### Listed entries
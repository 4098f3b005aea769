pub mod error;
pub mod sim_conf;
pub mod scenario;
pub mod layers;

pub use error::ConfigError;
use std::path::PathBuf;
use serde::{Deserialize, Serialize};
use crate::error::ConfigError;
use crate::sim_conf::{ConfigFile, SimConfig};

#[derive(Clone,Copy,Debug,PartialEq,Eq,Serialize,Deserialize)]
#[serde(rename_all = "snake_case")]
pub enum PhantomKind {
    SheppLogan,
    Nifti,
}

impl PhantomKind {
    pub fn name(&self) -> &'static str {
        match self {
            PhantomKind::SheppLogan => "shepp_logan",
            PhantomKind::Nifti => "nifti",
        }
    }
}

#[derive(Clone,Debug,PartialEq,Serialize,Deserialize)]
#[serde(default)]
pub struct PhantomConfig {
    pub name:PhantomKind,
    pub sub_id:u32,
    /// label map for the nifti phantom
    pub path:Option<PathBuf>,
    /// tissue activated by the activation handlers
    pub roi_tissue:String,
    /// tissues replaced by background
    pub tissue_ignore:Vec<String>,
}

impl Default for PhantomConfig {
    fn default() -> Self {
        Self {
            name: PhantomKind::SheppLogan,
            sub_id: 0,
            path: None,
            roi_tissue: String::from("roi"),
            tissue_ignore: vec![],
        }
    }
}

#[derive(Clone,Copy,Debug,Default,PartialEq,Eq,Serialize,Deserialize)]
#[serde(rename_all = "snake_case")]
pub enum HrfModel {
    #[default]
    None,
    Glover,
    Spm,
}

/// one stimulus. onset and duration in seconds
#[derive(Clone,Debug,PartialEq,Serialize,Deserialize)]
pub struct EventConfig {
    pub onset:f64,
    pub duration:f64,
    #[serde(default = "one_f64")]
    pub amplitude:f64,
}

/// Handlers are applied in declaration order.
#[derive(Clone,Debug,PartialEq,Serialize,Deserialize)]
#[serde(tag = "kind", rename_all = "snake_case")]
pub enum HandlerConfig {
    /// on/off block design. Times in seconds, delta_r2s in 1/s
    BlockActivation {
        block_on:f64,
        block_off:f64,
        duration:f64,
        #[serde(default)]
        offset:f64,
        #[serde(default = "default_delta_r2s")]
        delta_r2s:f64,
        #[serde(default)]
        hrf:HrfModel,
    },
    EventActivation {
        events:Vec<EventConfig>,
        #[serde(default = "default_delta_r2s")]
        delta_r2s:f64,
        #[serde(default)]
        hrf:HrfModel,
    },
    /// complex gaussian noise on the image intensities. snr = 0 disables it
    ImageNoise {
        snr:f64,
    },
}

### Exercise instructions
Gather all lines from the records above in which "impl" appears.

### Answer section
impl PhantomKind {
impl Default for PhantomConfig {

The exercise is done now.